If the model properly accounted for all of these factors, the benefits of improving educational achievement would be larger than those estimated in this study. Yet by a similar logic, the projections overstate the reductions in economic inequality. Helping the most disadvantaged students improve their educational outcomes will likely improve the educational outcomes of all children and thus raise the incomes of the most advantaged children as well as temper reductions in income inequality.

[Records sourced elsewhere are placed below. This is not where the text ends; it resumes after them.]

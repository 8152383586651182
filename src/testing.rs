//! Fake peripherals shared by the unit tests.

use core::convert::Infallible;

use embedded_hal::digital::{ErrorKind, ErrorType, InputPin, OutputPin};
use heapless::Vec;

use crate::driver::{BridgeConfig, WiegandBridge};
use crate::serial::SerialSlave;
use crate::timer::Countdown;

#[derive(Debug, Default)]
pub(crate) struct FakeLine {
    pub(crate) low: bool,
}

impl ErrorType for FakeLine {
    type Error = Infallible;
}

impl InputPin for FakeLine {
    fn is_high(&mut self) -> Result<bool, Infallible> {
        Ok(!self.low)
    }

    fn is_low(&mut self) -> Result<bool, Infallible> {
        Ok(self.low)
    }
}

#[derive(Debug, Default)]
pub(crate) struct FakeReady {
    pub(crate) high: bool,
    pub(crate) writes: u16,
    /// Makes every write fail.
    pub(crate) broken: bool,
}

impl FakeReady {
    fn drive(&mut self, high: bool) -> Result<(), ErrorKind> {
        if self.broken {
            return Err(ErrorKind::Other);
        }
        self.high = high;
        self.writes += 1;
        Ok(())
    }
}

impl ErrorType for FakeReady {
    type Error = ErrorKind;
}

impl OutputPin for FakeReady {
    fn set_low(&mut self) -> Result<(), ErrorKind> {
        self.drive(false)
    }

    fn set_high(&mut self) -> Result<(), ErrorKind> {
        self.drive(true)
    }
}

#[derive(Debug, Default)]
pub(crate) struct FakeCountdown {
    pub(crate) running: bool,
    pub(crate) starts: u16,
}

impl Countdown for FakeCountdown {
    fn start(&mut self) {
        self.running = true;
        self.starts += 1;
    }

    fn stop(&mut self) {
        self.running = false;
    }

    fn is_running(&self) -> bool {
        self.running
    }
}

/// Records every byte loaded into the shift register.
#[derive(Debug, Default)]
pub(crate) struct RecordingSerial {
    pub(crate) loaded: Vec<u8, 64>,
    pub(crate) acks: u16,
    /// Transfers the fake host has clocked but the bridge has not handled yet.
    pub(crate) pending: u16,
    /// Makes every load and acknowledge fail.
    pub(crate) broken: bool,
}

impl SerialSlave for RecordingSerial {
    type Error = ();

    fn load(&mut self, byte: u8) -> Result<(), ()> {
        if self.broken {
            return Err(());
        }
        self.loaded.push(byte).expect("recording full");
        Ok(())
    }

    fn acknowledge(&mut self) -> Result<(), ()> {
        if self.broken {
            return Err(());
        }
        self.acks += 1;
        Ok(())
    }

    fn poll_complete(&mut self) -> nb::Result<(), ()> {
        if self.pending == 0 {
            return Err(nb::Error::WouldBlock);
        }
        self.pending -= 1;
        Ok(())
    }
}

pub(crate) type TestBridge<TMR = FakeCountdown> =
    WiegandBridge<FakeLine, FakeLine, FakeReady, TMR, RecordingSerial>;

pub(crate) fn bridge() -> TestBridge {
    WiegandBridge::new(
        FakeLine::default(),
        FakeLine::default(),
        FakeReady::default(),
        FakeCountdown::default(),
        RecordingSerial::default(),
        BridgeConfig::default(),
    )
    .unwrap()
}

/// Pulses D1 for each `1` and D0 for each `0`, releasing both lines after every bit.
pub(crate) fn feed<TMR: Countdown>(bridge: &mut TestBridge<TMR>, bits: &[u8]) {
    for &bit in bits {
        if bit == 1 {
            bridge.d1.low = true;
        } else {
            bridge.d0.low = true;
        }
        let _ = bridge.on_line_change().unwrap();
        bridge.d0.low = false;
        bridge.d1.low = false;
        let _ = bridge.on_line_change().unwrap();
    }
}

/// Clocks `count` bytes out of the bridge, returning what was loaded for each.
pub(crate) fn drain<TMR: Countdown>(bridge: &mut TestBridge<TMR>, count: usize) -> Vec<u8, 8> {
    let mut bytes = Vec::new();
    for _ in 0..count {
        bytes.push(bridge.on_transfer_complete().unwrap()).unwrap();
    }
    bytes
}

Closing the socioeconomic gaps in education
The potential economic gains described above illustrate in stark terms the waste of human talent and opportunity that we risk if achievement is not raised and gaps are not narrowed. They also suggest the magnitude of the public investments we should be willing to make now and in the decades to come to achieve these goals. Even from a narrow budgetary perspective, the tax revenue gains this study forecasts suggest that many investments to raise achievement and close educational achievement gaps could amply pay for themselves in the long run.
The report provides numerous examples of effective public policy strategies that promote equitable growth to illustrate that there are many ways of doing so, though their details are left to future research. Broadly, these public policy strategies fall into three categories:
- Early childhood care and education
- Criminal justice reform
- Family friendly workplaces
Completely closing socioeconomic-based educational achievement gaps will not happen instantly, but we can begin to narrow them immediately. As the report details, we already know many of the reasons these gaps exist and policies that can help close them. Thus, we can begin to experience some of the economic gains described in this report as policies that successfully narrow achievement gaps are implemented. Raising achievement and closing socioeconomic-based educational gaps is about not only reducing the degree of inequality in our society and promoting more widely shared economic growth but also inducing faster economic growth. In short, it is about promoting equitable growth.